Exercise requirements —
Which lines of the material contain the word "before"? Show each one.

Extracted data —
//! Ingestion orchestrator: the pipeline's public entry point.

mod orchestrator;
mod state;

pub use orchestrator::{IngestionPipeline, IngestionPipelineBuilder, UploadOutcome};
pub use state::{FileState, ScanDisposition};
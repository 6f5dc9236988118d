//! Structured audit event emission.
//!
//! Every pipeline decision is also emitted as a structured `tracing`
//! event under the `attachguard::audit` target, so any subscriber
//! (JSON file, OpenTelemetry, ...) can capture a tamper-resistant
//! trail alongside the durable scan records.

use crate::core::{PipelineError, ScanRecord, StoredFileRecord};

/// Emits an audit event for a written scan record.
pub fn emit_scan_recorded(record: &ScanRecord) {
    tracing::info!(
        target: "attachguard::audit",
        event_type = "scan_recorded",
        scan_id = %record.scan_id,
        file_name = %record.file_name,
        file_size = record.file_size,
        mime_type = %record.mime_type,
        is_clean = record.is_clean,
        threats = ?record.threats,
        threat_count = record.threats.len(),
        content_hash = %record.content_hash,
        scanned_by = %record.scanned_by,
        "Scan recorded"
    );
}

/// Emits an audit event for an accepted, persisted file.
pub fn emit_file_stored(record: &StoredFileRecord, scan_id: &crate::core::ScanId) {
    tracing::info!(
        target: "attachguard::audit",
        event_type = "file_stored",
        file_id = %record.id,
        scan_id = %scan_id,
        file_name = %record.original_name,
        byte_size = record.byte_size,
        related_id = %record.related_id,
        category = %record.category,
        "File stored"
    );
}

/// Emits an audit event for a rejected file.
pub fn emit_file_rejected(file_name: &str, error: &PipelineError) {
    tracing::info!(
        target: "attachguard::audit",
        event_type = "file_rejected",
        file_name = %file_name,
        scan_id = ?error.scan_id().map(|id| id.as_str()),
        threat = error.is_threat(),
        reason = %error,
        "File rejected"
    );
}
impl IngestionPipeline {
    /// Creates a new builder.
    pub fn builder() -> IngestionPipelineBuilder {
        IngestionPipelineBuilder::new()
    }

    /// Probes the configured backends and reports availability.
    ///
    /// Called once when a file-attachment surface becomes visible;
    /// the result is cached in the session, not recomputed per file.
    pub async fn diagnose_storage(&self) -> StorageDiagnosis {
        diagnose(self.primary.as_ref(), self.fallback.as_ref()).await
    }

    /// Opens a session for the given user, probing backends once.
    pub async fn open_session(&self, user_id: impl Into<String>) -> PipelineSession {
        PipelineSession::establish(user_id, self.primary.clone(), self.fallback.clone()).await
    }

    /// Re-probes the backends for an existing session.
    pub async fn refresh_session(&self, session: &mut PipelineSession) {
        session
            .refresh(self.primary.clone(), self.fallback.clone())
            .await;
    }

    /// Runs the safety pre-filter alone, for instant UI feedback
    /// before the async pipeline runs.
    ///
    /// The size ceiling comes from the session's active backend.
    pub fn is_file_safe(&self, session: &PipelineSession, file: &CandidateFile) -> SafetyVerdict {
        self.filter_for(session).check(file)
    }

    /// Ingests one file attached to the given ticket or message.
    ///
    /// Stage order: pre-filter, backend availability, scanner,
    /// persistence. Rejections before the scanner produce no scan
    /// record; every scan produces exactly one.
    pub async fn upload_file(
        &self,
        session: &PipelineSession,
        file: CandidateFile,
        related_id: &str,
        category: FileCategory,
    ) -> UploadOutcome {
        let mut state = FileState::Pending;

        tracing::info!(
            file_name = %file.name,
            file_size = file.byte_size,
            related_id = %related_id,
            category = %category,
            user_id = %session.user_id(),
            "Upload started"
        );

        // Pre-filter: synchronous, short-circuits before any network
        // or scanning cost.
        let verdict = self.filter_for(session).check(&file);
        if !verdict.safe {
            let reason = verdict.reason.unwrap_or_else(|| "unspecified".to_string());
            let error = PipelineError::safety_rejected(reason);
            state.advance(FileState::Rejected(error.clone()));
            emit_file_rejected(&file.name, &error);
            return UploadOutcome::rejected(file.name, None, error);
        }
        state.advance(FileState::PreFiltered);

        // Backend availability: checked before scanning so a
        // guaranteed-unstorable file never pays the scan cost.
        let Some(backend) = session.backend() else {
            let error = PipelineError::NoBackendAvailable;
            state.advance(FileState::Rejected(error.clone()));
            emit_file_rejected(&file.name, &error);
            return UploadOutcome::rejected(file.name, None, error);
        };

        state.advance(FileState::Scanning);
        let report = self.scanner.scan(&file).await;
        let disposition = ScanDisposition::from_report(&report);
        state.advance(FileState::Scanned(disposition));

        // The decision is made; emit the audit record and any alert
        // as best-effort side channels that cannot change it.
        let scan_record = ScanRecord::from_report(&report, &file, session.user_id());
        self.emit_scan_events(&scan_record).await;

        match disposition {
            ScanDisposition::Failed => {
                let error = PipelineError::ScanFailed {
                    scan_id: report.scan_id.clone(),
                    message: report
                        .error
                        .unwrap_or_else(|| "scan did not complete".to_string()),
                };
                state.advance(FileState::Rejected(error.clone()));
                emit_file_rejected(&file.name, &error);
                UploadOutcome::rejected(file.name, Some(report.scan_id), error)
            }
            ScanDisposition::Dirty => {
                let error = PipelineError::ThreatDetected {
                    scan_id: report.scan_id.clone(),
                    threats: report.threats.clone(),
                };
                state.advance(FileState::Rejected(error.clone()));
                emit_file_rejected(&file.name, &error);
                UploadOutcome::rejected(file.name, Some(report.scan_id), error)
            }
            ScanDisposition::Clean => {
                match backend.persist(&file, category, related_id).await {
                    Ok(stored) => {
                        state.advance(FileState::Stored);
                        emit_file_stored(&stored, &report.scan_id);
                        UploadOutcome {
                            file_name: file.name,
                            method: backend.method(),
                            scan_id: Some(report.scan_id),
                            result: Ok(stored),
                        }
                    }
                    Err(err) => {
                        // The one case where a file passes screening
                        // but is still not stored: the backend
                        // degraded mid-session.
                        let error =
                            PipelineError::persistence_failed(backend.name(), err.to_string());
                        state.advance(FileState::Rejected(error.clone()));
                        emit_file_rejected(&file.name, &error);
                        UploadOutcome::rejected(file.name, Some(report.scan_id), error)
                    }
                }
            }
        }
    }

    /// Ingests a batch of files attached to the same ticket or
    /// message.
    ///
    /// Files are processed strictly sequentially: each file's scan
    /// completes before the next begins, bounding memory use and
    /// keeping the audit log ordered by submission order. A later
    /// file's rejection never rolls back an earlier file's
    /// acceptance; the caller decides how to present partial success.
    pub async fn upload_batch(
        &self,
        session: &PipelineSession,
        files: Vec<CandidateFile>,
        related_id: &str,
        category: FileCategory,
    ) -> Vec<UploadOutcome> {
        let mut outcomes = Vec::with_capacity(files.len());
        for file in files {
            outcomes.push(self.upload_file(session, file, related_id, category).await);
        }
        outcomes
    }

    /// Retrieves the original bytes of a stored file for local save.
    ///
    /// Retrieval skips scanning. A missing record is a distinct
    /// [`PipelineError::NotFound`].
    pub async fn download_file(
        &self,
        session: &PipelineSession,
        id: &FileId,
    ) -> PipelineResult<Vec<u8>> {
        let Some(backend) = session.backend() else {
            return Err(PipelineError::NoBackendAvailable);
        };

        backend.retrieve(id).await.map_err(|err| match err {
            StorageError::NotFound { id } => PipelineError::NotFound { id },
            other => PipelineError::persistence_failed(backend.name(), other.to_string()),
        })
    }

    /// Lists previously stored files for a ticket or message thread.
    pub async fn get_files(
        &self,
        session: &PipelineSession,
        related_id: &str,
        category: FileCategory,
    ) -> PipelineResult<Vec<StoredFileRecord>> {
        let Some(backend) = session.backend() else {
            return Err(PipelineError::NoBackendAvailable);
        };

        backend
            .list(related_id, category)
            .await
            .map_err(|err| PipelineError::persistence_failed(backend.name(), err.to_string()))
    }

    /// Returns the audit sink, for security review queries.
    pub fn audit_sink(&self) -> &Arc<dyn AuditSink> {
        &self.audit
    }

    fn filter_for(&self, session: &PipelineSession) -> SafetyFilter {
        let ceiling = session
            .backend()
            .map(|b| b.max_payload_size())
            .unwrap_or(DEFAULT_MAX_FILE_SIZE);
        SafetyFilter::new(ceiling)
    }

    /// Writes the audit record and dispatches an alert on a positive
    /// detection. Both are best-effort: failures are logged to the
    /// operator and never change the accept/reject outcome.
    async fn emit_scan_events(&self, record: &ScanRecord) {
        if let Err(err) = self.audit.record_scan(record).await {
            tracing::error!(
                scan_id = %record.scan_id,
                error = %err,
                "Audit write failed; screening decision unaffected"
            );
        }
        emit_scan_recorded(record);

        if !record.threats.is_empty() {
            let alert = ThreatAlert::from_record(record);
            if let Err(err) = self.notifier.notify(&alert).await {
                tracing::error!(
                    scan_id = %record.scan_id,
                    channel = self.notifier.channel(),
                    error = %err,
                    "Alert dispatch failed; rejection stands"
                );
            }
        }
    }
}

Written response —
    /// before the async pipeline runs.
    /// persistence. Rejections before the scanner produce no scan
        // Pre-filter: synchronous, short-circuits before any network
        // Backend availability: checked before scanning so a
    /// completes before the next begins, bounding memory use and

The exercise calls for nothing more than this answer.